Actin Mediates Secretory Immunoglobulin A Transport: Effect of Ethanol

Diebel, Lawrence N.; Liberati, David M.; Saini, Manmit S.; Dulchavsky, Scott A.; Diglio, Clement A.; Brown, William J.
September 2002
American Surgeon;Sep2002, Vol. 68 Issue 9, p769
Academic Journal
Secretory immunoglobulin A (IgA) is the principle antibody protecting against pathogens at mucosal sites. Ethanol (EtOH) exposure is related to adverse effects on the enterocyte cytoskeleton. The aim of this study was to assess the role of normal cytoskeletal function on IgA transcytosis and its modulation by EtOH by studying Madin-Darby canine kidney (MDCK) cells transfected with the polyimmunoglobulin receptor. MDCK cells were grown as confluent monolayers and treated with 5 per cent EtOH, cytochalasin D (Cyto-D, a cytoskeletal destabilizer), or pretreatment with prostaglandin E[sub 2] (a cytoskeletal stabilizer) followed by EtOH. Media alone served as control.

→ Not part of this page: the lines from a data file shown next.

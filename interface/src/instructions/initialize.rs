use solana_instruction::AccountMeta;
use solana_sdk::pubkey::Pubkey;

use crate::{
    constants::SYSTEM_PROGRAM_ID,
    discriminator::{
        DISCRIMINATOR_LEN,
        INITIALIZE_DISCRIMINATOR,
    },
    instructions::RemoteInstruction,
    pda::{
        find_admin_info_address,
        find_last_users_address,
        find_pool_address,
        find_vault_address,
    },
};

/// Creates the game pool, the latest-users ring, the admin list, and seeds the SOL vault.
///
/// Takes no arguments; the instruction data is the discriminator alone.
///
/// ### Accounts
///  0. `[WRITE, SIGNER]` Initializer, must be [`crate::constants::INITIALIZER_KEY`]
///  1. `[WRITE]` Pool PDA
///  2. `[WRITE]` Last users PDA
///  3. `[READ]` Super admin
///  4. `[WRITE, SIGNER]` State account, zeroed and owned by the program
///  5. `[WRITE]` Admin info PDA
///  6. `[WRITE]` SOL vault PDA
///  7. `[READ]` System program
#[derive(Clone, Debug)]
pub struct Initialize {
    pub program_id: Pubkey,
    pub initializer: Pubkey,
    pub super_admin: Pubkey,
    pub state: Pubkey,
}

/// The fully resolved account list for [`Initialize`].
#[derive(Clone, Debug, PartialEq, Eq)]
pub struct InitializeAccounts {
    pub initializer: Pubkey,
    pub pool: Pubkey,
    pub last_users: Pubkey,
    pub super_admin: Pubkey,
    pub state: Pubkey,
    pub admin_info: Pubkey,
    pub vault: Pubkey,
    pub system_program: Pubkey,
}

impl Initialize {
    pub fn accounts(&self) -> InitializeAccounts {
        InitializeAccounts {
            initializer: self.initializer,
            pool: find_pool_address(&self.program_id).0,
            last_users: find_last_users_address(&self.program_id).0,
            super_admin: self.super_admin,
            state: self.state,
            admin_info: find_admin_info_address(&self.program_id).0,
            vault: find_vault_address(&self.program_id).0,
            system_program: SYSTEM_PROGRAM_ID,
        }
    }
}

impl InitializeAccounts {
    pub fn to_account_metas(&self) -> Vec<AccountMeta> {
        vec![
            AccountMeta::new(self.initializer, true),
            AccountMeta::new(self.pool, false),
            AccountMeta::new(self.last_users, false),
            AccountMeta::new_readonly(self.super_admin, false),
            AccountMeta::new(self.state, true),
            AccountMeta::new(self.admin_info, false),
            AccountMeta::new(self.vault, false),
            AccountMeta::new_readonly(self.system_program, false),
        ]
    }
}

impl RemoteInstruction for Initialize {
    const NAME: &'static str = "initialize";
    const DISCRIMINATOR: [u8; DISCRIMINATOR_LEN] = INITIALIZE_DISCRIMINATOR;
    const ACCOUNT_NAMES: &'static [&'static str] = &[
        "initializer",
        "pool",
        "last_users",
        "super_admin",
        "state",
        "admin_info",
        "vault",
        "system_program",
    ];

    fn program_id(&self) -> Pubkey {
        self.program_id
    }

    fn account_metas(&self) -> Vec<AccountMeta> {
        self.accounts().to_account_metas()
    }
}

#[cfg(test)]
mod tests {
    use super::*;
    use crate::{
        discriminator::instruction_discriminator,
        program,
    };

    fn initialize() -> Initialize {
        Initialize {
            program_id: program::ID,
            initializer: Pubkey::new_unique(),
            super_admin: Pubkey::new_unique(),
            state: Pubkey::new_unique(),
        }
    }

    #[test]
    fn instruction_data_is_only_the_discriminator() {
        let instruction = initialize().to_instruction();
        assert_eq!(instruction.program_id, program::ID);
        assert_eq!(instruction.data, instruction_discriminator(Initialize::NAME));
    }

    #[test]
    fn account_order_and_flags() {
        let ix = initialize();
        let accounts = ix.accounts();
        let metas = ix.to_instruction().accounts;

        let expected = [
            (accounts.initializer, true, true),
            (accounts.pool, false, true),
            (accounts.last_users, false, true),
            (accounts.super_admin, false, false),
            (accounts.state, true, true),
            (accounts.admin_info, false, true),
            (accounts.vault, false, true),
            (SYSTEM_PROGRAM_ID, false, false),
        ];

        assert_eq!(metas.len(), expected.len());
        assert_eq!(Initialize::ACCOUNT_NAMES.len(), expected.len());
        for (meta, (pubkey, is_signer, is_writable)) in metas.iter().zip(expected) {
            assert_eq!(meta.pubkey, pubkey);
            assert_eq!(meta.is_signer, is_signer);
            assert_eq!(meta.is_writable, is_writable);
        }
    }

    #[test]
    fn pdas_follow_the_program_id() {
        let mut ix = initialize();
        let default_accounts = ix.accounts();
        ix.program_id = Pubkey::new_unique();
        let other_accounts = ix.accounts();

        assert_ne!(default_accounts.pool, other_accounts.pool);
        assert_ne!(default_accounts.vault, other_accounts.vault);
        assert_eq!(default_accounts.initializer, other_accounts.initializer);
    }
}
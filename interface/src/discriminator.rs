//! Anchor-style instruction selectors.
//!
//! An Anchor program dispatches on the first 8 bytes of instruction data, which are the first 8
//! bytes of `sha256("global:<instruction name>")`.

use sha2::{
    Digest,
    Sha256,
};

pub const DISCRIMINATOR_LEN: usize = 8;

const GLOBAL_NAMESPACE: &str = "global";

/// `sha256("global:initialize")[..8]`
pub const INITIALIZE_DISCRIMINATOR: [u8; DISCRIMINATOR_LEN] = [175, 175, 109, 31, 13, 152, 155, 237];
pub const SET_PAY_INFO_DISCRIMINATOR: [u8; DISCRIMINATOR_LEN] = [59, 174, 252, 46, 215, 154, 169, 82];
pub const ADD_ADMIN_DISCRIMINATOR: [u8; DISCRIMINATOR_LEN] = [177, 236, 33, 205, 124, 152, 55, 186];
pub const DELETE_ADMIN_DISCRIMINATOR: [u8; DISCRIMINATOR_LEN] = [185, 158, 127, 54, 59, 60, 205, 164];

/// Computes the 8-byte discriminator for the instruction named `name`.
pub fn instruction_discriminator(name: &str) -> [u8; DISCRIMINATOR_LEN] {
    let preimage = format!("{GLOBAL_NAMESPACE}:{name}");
    let hash = Sha256::digest(preimage.as_bytes());

    let mut discriminator = [0u8; DISCRIMINATOR_LEN];
    discriminator.copy_from_slice(&hash[..DISCRIMINATOR_LEN]);
    discriminator
}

IgA was then added to the basolateral side of the chambers, and apical samples were taken for enzyme-linked immunosorbent assay analysis at 0, 3, and 12 hours. Dimeric IgA transcytosis increased in all groups and was significantly depressed by 5 per cent EtOH and Cyto-D. Morphological slides revealed aggregation of actin after Cyto-D treatment. Prostaglandin E[sub 2] prevented the decrease in IgA transcytosis seen otherwise with 5 per cent EtOH treatment. We conclude that IgA transcytosis is dependent on actin microfilaments of the cytoskeleton. Decreased IgA transport may lead to mucosal immunodeficiency and infectious complications after EtOH exposure.